Activation of Nuclear Factor K B in Human Neuroblastoma Cell Lines

The nuclear factor K B (NF‐ k B) is a eukaryotic transcription factor. In B cells and macrophages it is constitutively present in cell nuclei, whereas in many other cell types, NF‐ K B translocates from cytosol to nucleus as a result of transduction by tumor necrosis factor α (TNFα), phorbol ester, and other polyclonal signals. Using neuro‐blastoma cell lines as models, we have shown that in neural cells NF‐ K B was present in the cytosol and translocated into nuclei as a result of TNFa treatment.
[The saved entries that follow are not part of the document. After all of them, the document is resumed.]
//! Integration tests for the encounter engine
//!
//! Each test drives a real boss through `FakeWorld`, which plays the boss's clip
//! timelines so pose-gated steps resolve the way they do in the ECS.

use bevy::math::{Rect, Vec2};

use bossarena::config::{BossKind, BossRoster};
use bossarena::encounter::command::{Command, ShotPattern};
use bossarena::encounter::funnels::{
    FunnelPattern, FunnelRing, FunnelSettings, FunnelState, RingState, RETURN_EPSILON,
};
use bossarena::encounter::phase::Latch;
use bossarena::encounter::rng::GameRng;
use bossarena::encounter::sequencer::SequencerStatus;
use bossarena::encounter::tag::{DamageTag, Part};
use bossarena::encounter::testing::FakeWorld;
use bossarena::encounter::{Encounter, Lifecycle};

const DT: f32 = 1.0 / 60.0;

fn setup(kind: BossKind, seed: u64) -> (Encounter, FakeWorld) {
    let roster = BossRoster::default();
    let encounter = Encounter::for_boss(kind, &roster, GameRng::from_seed(seed));
    let world = FakeWorld::animated(roster.encounter(kind));
    (encounter, world)
}

fn started(reports: &[bossarena::encounter::TickReport]) -> Vec<Command> {
    reports.iter().filter_map(|r| r.started).collect()
}

#[test]
fn test_chosen_commands_are_eligible_for_their_band() {
    let targets = [
        (BossKind::Golem, Vec2::new(-6.0, 0.0)),
        (BossKind::Swordsman, Vec2::new(-4.0, 0.0)),
        (BossKind::Wolf, Vec2::new(-8.0, 0.0)),
    ];

    for (kind, target) in targets {
        let (mut encounter, mut world) = setup(kind, 21);
        world.target = Some(target);
        let mut chosen = 0;

        // HP only ever goes down, like in a real fight.
        for ratio in [1.0, 0.8, 0.6, 0.45, 0.3, 0.1] {
            world.set_hp_ratio(ratio);
            let commands = started(&world.run(&mut encounter, 15.0));
            let eligible = encounter.behavior().eligible(ratio);
            for command in commands {
                assert!(
                    eligible.contains(&command),
                    "{:?} chose {:?} at {:.0}% HP, eligible: {:?}",
                    kind,
                    command,
                    ratio * 100.0,
                    eligible
                );
                chosen += 1;
            }
        }
        assert!(chosen > 0, "{:?} never chose anything", kind);
    }
}

#[test]
fn test_wolf_escalation_fires_once_across_oscillating_hp() {
    let (mut encounter, mut world) = setup(BossKind::Wolf, 3);
    world.target = Some(Vec2::new(-8.0, 0.0));
    world.run(&mut encounter, 1.0);
    assert!(encounter.is_active());

    let ultimate = Command::Howl(ShotPattern::ArcUltimate);
    let mut ultimates = 0;
    for i in 0..20 {
        world.set_hp_ratio(if i % 2 == 0 { 0.45 } else { 0.6 });
        ultimates += started(&world.run(&mut encounter, 3.0))
            .into_iter()
            .filter(|c| *c == ultimate)
            .count();
    }

    assert_eq!(ultimates, 1);
    assert!(encounter.latches().is_set(Latch::Escalation));
}

#[test]
fn test_golem_summons_once_across_oscillating_hp() {
    let (mut encounter, mut world) = setup(BossKind::Golem, 4);
    world.target = Some(Vec2::new(-6.0, 0.0));
    world.run(&mut encounter, 1.0);

    let mut summons = 0;
    for i in 0..20 {
        world.set_hp_ratio(if i % 2 == 0 { 0.45 } else { 0.6 });
        summons += started(&world.run(&mut encounter, 3.0))
            .into_iter()
            .filter(|c| *c == Command::Summon)
            .count();
    }

    assert_eq!(summons, 1);
    assert!(encounter.latches().is_set(Latch::Summoned));
}

#[test]
fn test_wolf_ultimate_returns_every_few_attacks_in_last_band() {
    let (mut encounter, mut world) = setup(BossKind::Wolf, 8);
    world.target = Some(Vec2::new(-8.0, 0.0));
    world.set_hp_ratio(0.3);

    let ultimate = Command::Howl(ShotPattern::ArcUltimate);
    let commands = started(&world.run(&mut encounter, 90.0));
    let at: Vec<usize> = commands
        .iter()
        .enumerate()
        .filter(|(_, c)| **c == ultimate)
        .map(|(i, _)| i)
        .collect();

    assert!(at.len() >= 3, "commands: {:?}", commands);
    // The first ultimate is the escalation answer, then one per three attacks.
    assert_eq!(at[0], 0);
    for pair in at.windows(2) {
        assert_eq!(pair[1] - pair[0], 4, "commands: {:?}", commands);
    }
}

#[test]
fn test_command_and_script_stay_in_step() {
    for kind in BossKind::ALL {
        let (mut encounter, mut world) = setup(kind, 5);
        world.target = Some(Vec2::new(-5.0, 0.0));

        for second in 0..40 {
            world.set_hp_ratio(1.0 - second as f32 / 50.0);
            for _ in 0..60 {
                world.tick(&mut encounter, DT);
                assert_eq!(
                    encounter.command().is_none(),
                    !encounter.has_running_script(),
                    "{:?} at {}s",
                    kind,
                    second
                );
            }
        }
    }
}

#[test]
fn test_volley_waits_for_every_funnel() {
    let (mut encounter, mut world) = setup(BossKind::Swordsman, 12);
    world.target = Some(Vec2::new(-8.0, 0.0));

    let mut volleys = 0;
    for _ in 0..(60 * 40) {
        let report = world.tick(&mut encounter, DT);
        if let Some((Command::Volley(_), status)) = report.finished {
            assert_eq!(status, SequencerStatus::Finished);
            assert!(encounter.funnels().all_in_circle());
            assert_eq!(encounter.funnels().state(), RingState::Circling);
            volleys += 1;
        }
    }
    assert!(volleys > 0);
}

#[test]
fn test_stuck_volley_is_abandoned_and_selection_resumes() {
    let mut roster = BossRoster::default();
    roster.swordsman.funnels.launch_speed = 0.0;
    roster.swordsman.funnels.return_speed = 0.0;
    assert!(roster.validate().is_err());
    let mut encounter =
        Encounter::for_boss(BossKind::Swordsman, &roster, GameRng::from_seed(12));
    let mut world = FakeWorld::animated(roster.encounter(BossKind::Swordsman));
    world.target = Some(Vec2::new(-8.0, 0.0));

    let mut timed_out = false;
    for _ in 0..(60 * 60) {
        let report = world.tick(&mut encounter, DT);
        if let Some((Command::Volley(_), status)) = report.finished {
            assert_eq!(status, SequencerStatus::TimedOut);
            timed_out = true;
            break;
        }
    }
    assert!(timed_out, "the stuck volley was never abandoned");
    assert!(encounter.command().is_none());
    assert!(!encounter.funnels().all_in_circle());

    // The funnels never come home, but a close target still gets a swing.
    world.target = Some(world.body.position + Vec2::new(-1.0, 0.0));
    let commands = started(&world.run(&mut encounter, 5.0));
    assert!(commands.contains(&Command::MeleeAttack), "{:?}", commands);
}

#[test]
fn test_swordsman_body_is_never_damageable() {
    let (mut encounter, mut world) = setup(BossKind::Swordsman, 2);
    world.target = Some(Vec2::new(-3.0, 0.0));

    for _ in 0..(60 * 20) {
        world.tick(&mut encounter, DT);
        assert_eq!(encounter.hitboxes().body(), DamageTag::Immune);
    }
}

#[test]
fn test_defeat_during_positioning_stops_everything() {
    let (mut encounter, mut world) = setup(BossKind::Swordsman, 5);
    world.target = Some(Vec2::new(-8.0, 0.0));

    let mut positioning = false;
    for _ in 0..(60 * 20) {
        world.tick(&mut encounter, DT);
        if encounter.funnels().state() == RingState::Positioning {
            positioning = true;
            break;
        }
    }
    assert!(positioning, "no volley started");

    world.health.current = 0.0;
    let report = world.tick(&mut encounter, DT);
    assert!(report.defeated);
    assert_eq!(encounter.lifecycle(), Lifecycle::Defeated);

    let funnels = encounter.funnels();
    assert_eq!(funnels.count_in(FunnelState::Waiting), 0);
    assert_eq!(funnels.count_in(FunnelState::Attacking), 0);
    assert_eq!(funnels.active_count(), 0);
    assert!(encounter.hitboxes().all_immune());
    assert!(encounter
        .damaging_hitboxes(world.body.position)
        .is_empty());

    let writes = world.body.writes;
    let positions: Vec<Vec2> = encounter.funnels().funnels().iter().map(|f| f.position).collect();
    let reports = world.run(&mut encounter, 2.0);
    assert!(reports.iter().all(|r| r.started.is_none() && !r.defeated));
    assert_eq!(world.body.writes, writes);
    let after: Vec<Vec2> = encounter.funnels().funnels().iter().map(|f| f.position).collect();
    assert_eq!(positions, after);
}

#[test]
fn test_reset_allows_a_fresh_fight() {
    let (mut encounter, mut world) = setup(BossKind::Swordsman, 6);
    world.target = Some(Vec2::new(-6.0, 0.0));
    world.run(&mut encounter, 3.0);
    world.health.current = 0.0;
    world.tick(&mut encounter, DT);
    assert!(encounter.is_defeated());

    encounter.reset_state();
    world.health.current = world.health.max;
    assert_eq!(encounter.lifecycle(), Lifecycle::Dormant);
    assert!(encounter.funnels().is_empty());
    assert!(encounter.latches().is_empty());

    let report = world.tick(&mut encounter, DT);
    assert!(report.activated);
    assert_eq!(encounter.funnels().active_count(), 5);
    assert!(encounter.funnels().all_in_circle());
}

#[test]
fn test_same_seed_same_choices() {
    let run = |seed: u64| {
        let (mut encounter, mut world) = setup(BossKind::Wolf, seed);
        world.target = Some(Vec2::new(-8.0, 0.0));
        world.set_hp_ratio(0.8);
        started(&world.run(&mut encounter, 40.0))
    };

    let first = run(99);
    assert_eq!(first, run(99));
    assert!(first.len() > 3);
    let allowed = [
        Command::Howl(ShotPattern::Rain),
        Command::Howl(ShotPattern::SingleArc),
    ];
    assert!(first.iter().all(|c| allowed.contains(c)), "{:?}", first);
}

#[test]
fn test_golem_charge_arms_the_hammer() {
    let (mut encounter, mut world) = setup(BossKind::Golem, 14);
    world.target = Some(Vec2::new(-6.0, 0.0));
    world.set_hp_ratio(0.3);

    let mut charged = false;
    let mut hammer_armed = false;
    for _ in 0..(60 * 90) {
        let report = world.tick(&mut encounter, DT);
        charged |= report.started == Some(Command::ChargeAttack);
        if charged
            && encounter
                .hitboxes()
                .part(Part::Hammer)
                .is_some_and(|p| p.tag == DamageTag::Damageable)
        {
            hammer_armed = true;
            break;
        }
    }
    assert!(charged, "golem never charged");
    assert!(hammer_armed);
}

#[test]
fn test_straight_down_funnels_return_to_their_slots() {
    let area = Rect::new(-20.0, -2.0, 20.0, 30.0);
    let origin = Vec2::ZERO;
    let mut ring = FunnelRing::new(FunnelSettings::default());
    ring.spawn(origin);

    let mut rng = GameRng::from_seed(17);
    assert!(ring.begin_positioning(
        FunnelPattern::StraightDown,
        origin,
        Some(Vec2::new(-4.0, 0.0)),
        area,
        &mut rng
    ));
    for _ in 0..120 {
        if ring.state() != RingState::Positioning {
            break;
        }
        ring.update(DT, origin, area);
    }
    assert_eq!(ring.state(), RingState::Standby);

    for index in ring.waiting_indices() {
        assert!(ring.launch(index, Vec2::NEG_Y, 10.0));
    }

    let mut left = 0;
    for _ in 0..600 {
        for index in ring.update(DT, origin, area) {
            let funnel = ring.funnel(index).unwrap();
            assert!(funnel.position.y < area.min.y, "left at {:?}", funnel.position);
            assert!(ring.notify_left_bounds(index));
            left += 1;
        }
        for funnel in ring.funnels() {
            if funnel.state == FunnelState::Returning {
                let slot = ring.slot(funnel.index, origin);
                assert!(funnel.position.distance(slot) > RETURN_EPSILON);
            }
        }
        if ring.state() == RingState::Circling {
            break;
        }
    }

    assert_eq!(left, 5);
    assert_eq!(ring.state(), RingState::Circling);
    for funnel in ring.funnels() {
        assert_eq!(funnel.state, FunnelState::InCircle);
        assert_eq!(funnel.tag, DamageTag::Immune);
        assert!(funnel.position.distance(ring.slot(funnel.index, origin)) < 1e-4);
    }
}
The TNFα‐activated NF‐ K B was transcriptionally functional. NF‐ K B activation by TNFα was not correlated with cell differentiation or proliferation. However, reagents such as nerve growth factor (NGF) and the phorbol ester phorbol 12‐myristate 13‐acetate (PMA), which induce phenotypical differentiation of the SH‐SY5Y neuroblastoma cell line, activated NF‐ K B, but only in that particular cell line. In a NGF‐responsive rat pheochromocytoma cell line, PC12, PMA activated NF‐ K B, whereas NGF did not. In other neuroblastoma cell lines, such as SK‐N‐Be(2), the lack of PMA induction of differentiation was correlated with the lack of NF‐ k B activation. We found, moreover, that in SK‐N‐Be(2) cells protein kinase C (PKC) enzymatic activity was much lower compared with that in a control cell line and that the low PKC enzymatic activity was due to low PKC protein expression. NF‐ K B was not activated by retinoic acid, which induced morphological differentiation of all the neuroblastoma cell lines used in the present study. Thus, NF‐ K B activation was not required for neuroblastoma cell differentiation. Furthermore, the results obtained with TNFα proved that NF‐ K B activation was not sufficient for induction of neuroblastoma differentiation.